> **WHAT YOU SHOULD DO**: The expected output is the first line of the data below and every line after it, up to and including the line containing "happens inside a", each reproduced exactly.
══ INPUT FOR THIS TASK ══
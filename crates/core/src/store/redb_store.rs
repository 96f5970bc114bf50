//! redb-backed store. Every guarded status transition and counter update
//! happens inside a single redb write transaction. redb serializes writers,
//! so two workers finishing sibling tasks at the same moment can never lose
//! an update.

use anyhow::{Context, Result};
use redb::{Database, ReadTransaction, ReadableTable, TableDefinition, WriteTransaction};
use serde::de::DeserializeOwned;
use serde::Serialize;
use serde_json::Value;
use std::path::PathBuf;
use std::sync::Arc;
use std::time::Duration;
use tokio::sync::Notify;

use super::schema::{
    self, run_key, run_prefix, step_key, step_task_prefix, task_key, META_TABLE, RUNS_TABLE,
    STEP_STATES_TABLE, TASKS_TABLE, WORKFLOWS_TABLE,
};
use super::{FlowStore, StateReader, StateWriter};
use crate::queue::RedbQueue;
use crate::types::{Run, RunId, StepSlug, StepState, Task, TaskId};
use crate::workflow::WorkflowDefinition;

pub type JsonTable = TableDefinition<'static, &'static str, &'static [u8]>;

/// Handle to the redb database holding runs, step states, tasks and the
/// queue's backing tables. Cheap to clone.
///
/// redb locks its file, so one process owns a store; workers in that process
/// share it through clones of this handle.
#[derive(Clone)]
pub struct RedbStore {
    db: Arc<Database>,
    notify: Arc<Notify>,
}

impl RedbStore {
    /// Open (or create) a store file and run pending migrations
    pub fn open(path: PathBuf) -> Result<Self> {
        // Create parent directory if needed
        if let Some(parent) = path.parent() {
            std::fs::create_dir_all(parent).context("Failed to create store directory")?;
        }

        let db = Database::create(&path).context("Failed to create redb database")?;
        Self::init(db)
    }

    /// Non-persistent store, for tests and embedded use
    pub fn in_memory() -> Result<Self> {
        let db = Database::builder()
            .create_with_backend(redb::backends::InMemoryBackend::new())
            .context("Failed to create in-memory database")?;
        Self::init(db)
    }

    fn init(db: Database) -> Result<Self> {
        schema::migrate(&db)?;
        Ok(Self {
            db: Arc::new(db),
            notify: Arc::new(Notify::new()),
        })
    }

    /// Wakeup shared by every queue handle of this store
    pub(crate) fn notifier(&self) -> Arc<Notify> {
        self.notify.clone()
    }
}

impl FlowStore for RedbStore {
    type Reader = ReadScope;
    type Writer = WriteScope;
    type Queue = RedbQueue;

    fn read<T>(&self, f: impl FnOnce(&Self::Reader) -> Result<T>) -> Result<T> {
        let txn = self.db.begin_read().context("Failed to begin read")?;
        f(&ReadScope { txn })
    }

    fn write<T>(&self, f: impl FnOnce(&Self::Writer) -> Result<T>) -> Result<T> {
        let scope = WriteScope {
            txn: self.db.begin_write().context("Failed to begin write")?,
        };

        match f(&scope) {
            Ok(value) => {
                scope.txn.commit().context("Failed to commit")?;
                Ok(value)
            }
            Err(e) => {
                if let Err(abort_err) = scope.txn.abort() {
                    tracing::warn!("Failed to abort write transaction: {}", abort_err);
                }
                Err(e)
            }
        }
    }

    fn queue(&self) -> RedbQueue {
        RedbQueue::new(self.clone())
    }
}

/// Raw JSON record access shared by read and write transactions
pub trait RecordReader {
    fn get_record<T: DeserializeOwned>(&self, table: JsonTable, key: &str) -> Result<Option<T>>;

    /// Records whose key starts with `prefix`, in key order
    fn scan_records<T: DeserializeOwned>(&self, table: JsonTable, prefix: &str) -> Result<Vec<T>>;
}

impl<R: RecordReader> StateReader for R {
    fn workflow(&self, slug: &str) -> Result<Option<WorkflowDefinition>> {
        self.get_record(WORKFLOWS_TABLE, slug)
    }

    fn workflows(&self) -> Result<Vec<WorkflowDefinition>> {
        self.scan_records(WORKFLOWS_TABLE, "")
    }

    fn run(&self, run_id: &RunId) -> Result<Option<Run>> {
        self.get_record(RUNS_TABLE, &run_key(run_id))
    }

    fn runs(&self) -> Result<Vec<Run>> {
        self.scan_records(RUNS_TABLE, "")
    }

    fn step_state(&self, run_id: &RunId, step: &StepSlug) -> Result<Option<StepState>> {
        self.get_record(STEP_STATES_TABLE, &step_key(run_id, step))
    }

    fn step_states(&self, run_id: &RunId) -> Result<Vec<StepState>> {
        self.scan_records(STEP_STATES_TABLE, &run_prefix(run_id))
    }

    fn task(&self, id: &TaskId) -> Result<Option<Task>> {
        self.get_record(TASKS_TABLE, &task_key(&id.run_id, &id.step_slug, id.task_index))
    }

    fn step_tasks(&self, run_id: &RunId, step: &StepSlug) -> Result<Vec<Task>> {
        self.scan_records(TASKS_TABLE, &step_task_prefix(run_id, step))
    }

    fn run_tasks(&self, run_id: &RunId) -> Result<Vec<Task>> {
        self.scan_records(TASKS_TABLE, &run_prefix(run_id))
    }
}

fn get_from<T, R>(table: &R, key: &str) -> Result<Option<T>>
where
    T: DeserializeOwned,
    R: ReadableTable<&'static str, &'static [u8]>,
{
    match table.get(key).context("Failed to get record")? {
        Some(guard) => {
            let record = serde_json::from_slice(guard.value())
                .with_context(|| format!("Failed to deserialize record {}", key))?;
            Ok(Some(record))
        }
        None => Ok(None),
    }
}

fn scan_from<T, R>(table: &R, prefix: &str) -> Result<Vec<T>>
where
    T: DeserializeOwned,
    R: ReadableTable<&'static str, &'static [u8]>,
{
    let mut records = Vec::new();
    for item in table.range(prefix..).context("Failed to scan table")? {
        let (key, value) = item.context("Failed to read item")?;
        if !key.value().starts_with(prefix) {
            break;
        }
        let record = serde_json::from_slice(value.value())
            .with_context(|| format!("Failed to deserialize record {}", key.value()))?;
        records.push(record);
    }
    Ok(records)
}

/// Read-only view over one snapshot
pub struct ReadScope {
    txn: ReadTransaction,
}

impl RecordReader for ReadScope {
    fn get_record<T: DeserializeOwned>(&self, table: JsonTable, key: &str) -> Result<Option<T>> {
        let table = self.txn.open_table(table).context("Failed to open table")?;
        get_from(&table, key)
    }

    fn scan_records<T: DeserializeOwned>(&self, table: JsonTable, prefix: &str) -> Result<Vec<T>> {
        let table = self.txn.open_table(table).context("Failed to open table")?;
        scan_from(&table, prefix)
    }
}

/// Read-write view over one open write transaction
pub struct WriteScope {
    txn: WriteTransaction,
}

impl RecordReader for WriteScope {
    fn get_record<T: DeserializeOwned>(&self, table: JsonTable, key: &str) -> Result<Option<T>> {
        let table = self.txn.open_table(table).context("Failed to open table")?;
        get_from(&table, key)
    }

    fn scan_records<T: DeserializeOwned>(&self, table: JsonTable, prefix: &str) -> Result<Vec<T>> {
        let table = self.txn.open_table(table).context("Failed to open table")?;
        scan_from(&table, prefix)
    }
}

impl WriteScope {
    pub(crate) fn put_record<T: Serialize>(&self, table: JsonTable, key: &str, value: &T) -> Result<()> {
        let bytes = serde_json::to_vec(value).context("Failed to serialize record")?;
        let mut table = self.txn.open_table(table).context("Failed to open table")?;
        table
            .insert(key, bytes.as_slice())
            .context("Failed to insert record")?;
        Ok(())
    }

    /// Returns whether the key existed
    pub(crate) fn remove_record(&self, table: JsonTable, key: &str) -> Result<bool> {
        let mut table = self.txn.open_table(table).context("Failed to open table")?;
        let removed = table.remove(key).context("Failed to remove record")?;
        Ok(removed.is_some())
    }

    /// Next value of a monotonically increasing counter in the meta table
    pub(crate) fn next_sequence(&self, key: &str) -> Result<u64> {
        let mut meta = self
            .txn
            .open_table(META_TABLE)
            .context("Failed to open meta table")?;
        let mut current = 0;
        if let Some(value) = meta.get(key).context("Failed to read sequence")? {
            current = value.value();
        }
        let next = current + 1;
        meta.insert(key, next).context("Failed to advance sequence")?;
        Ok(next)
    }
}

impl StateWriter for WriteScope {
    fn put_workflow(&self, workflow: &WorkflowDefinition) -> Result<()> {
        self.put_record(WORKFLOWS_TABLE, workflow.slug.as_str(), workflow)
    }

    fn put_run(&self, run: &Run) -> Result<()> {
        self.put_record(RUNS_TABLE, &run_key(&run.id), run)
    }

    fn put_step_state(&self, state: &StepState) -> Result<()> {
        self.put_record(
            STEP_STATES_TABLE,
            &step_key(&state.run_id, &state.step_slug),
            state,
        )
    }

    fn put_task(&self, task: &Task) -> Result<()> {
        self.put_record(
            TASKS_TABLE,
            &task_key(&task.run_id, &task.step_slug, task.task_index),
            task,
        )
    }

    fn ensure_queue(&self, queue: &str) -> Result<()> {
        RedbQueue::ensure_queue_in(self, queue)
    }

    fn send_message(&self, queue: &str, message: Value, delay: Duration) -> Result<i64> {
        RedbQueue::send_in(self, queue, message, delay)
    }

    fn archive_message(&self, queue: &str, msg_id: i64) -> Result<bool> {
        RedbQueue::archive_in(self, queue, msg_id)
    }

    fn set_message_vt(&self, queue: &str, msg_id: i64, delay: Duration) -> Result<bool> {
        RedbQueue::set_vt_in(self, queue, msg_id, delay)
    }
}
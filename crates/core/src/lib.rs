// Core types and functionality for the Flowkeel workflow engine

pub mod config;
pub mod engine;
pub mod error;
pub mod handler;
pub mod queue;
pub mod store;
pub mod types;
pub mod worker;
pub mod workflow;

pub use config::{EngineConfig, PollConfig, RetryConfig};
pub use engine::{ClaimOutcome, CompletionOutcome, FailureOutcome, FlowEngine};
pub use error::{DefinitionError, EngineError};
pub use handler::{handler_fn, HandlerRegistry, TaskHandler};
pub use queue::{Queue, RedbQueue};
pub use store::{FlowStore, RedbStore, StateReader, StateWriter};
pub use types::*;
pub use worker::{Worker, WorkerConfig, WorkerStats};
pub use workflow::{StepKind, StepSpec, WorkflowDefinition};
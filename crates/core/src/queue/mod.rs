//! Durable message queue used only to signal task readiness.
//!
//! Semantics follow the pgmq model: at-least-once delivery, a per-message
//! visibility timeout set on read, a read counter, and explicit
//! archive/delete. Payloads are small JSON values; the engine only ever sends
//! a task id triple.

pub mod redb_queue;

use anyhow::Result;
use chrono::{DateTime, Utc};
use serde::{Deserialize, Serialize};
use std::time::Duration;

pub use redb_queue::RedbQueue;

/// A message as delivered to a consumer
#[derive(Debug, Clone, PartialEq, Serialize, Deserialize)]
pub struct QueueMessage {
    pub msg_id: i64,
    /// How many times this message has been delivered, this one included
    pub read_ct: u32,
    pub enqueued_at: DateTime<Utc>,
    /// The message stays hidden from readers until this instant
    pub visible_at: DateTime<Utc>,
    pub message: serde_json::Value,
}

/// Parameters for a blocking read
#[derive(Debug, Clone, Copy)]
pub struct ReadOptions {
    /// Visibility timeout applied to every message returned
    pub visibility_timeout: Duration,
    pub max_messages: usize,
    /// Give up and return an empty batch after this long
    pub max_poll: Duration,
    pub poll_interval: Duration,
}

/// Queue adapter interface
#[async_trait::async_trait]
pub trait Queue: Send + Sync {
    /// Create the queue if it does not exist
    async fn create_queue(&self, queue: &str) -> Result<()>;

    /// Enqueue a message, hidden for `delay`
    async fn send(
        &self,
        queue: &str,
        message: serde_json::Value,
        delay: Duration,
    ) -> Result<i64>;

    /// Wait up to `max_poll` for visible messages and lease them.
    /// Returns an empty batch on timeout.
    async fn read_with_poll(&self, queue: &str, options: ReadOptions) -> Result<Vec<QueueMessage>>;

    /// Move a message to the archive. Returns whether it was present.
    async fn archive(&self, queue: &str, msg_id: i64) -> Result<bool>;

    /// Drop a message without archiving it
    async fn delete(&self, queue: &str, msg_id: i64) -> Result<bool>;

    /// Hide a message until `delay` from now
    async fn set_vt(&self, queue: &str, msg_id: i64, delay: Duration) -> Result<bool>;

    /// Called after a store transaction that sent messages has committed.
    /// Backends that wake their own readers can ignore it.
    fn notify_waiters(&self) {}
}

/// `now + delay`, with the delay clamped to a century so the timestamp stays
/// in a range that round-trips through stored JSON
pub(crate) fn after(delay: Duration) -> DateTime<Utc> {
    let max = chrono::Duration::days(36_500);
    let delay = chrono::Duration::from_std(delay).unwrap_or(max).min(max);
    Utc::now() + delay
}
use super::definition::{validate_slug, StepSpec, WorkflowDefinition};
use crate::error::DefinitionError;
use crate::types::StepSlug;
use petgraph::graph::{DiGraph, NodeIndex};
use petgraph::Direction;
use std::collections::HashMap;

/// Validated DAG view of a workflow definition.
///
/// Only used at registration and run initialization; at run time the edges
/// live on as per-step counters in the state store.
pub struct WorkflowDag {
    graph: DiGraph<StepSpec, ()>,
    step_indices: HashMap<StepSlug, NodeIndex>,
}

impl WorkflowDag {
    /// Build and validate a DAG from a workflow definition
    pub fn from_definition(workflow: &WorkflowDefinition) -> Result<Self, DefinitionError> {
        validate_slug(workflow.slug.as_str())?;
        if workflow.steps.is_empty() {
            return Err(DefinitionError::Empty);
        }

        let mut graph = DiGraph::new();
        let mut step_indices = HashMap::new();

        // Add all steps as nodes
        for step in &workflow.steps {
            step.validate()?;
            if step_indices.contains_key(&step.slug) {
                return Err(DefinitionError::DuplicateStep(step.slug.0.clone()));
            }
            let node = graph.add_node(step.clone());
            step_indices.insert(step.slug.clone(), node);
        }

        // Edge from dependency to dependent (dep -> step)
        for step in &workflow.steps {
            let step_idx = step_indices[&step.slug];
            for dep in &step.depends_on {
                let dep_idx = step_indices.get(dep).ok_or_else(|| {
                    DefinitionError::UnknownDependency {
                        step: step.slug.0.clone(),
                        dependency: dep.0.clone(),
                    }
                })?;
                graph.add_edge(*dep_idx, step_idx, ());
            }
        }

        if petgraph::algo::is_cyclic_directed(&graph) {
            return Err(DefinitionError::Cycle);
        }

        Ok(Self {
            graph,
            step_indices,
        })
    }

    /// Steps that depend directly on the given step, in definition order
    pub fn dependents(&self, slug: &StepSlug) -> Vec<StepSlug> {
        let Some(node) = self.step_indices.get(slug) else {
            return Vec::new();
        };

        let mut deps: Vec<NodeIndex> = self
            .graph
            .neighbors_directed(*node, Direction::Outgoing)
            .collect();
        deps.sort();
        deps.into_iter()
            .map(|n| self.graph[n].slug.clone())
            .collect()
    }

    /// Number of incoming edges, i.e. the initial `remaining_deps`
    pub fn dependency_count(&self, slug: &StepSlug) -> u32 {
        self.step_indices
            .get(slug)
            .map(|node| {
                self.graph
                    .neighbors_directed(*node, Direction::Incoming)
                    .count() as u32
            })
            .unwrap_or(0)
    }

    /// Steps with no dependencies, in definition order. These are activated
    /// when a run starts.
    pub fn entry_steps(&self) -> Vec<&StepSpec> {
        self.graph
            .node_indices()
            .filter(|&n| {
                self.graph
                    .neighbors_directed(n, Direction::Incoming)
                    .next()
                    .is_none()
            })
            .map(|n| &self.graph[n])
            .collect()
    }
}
═══
> **OUTPUT**:
filename crates/core/src/store/redb_store.rs
repository 96f5970bc114bf50
//! redb-backed store. Every guarded status transition and counter update
//! happens inside a single redb write transaction. redb serializes writers,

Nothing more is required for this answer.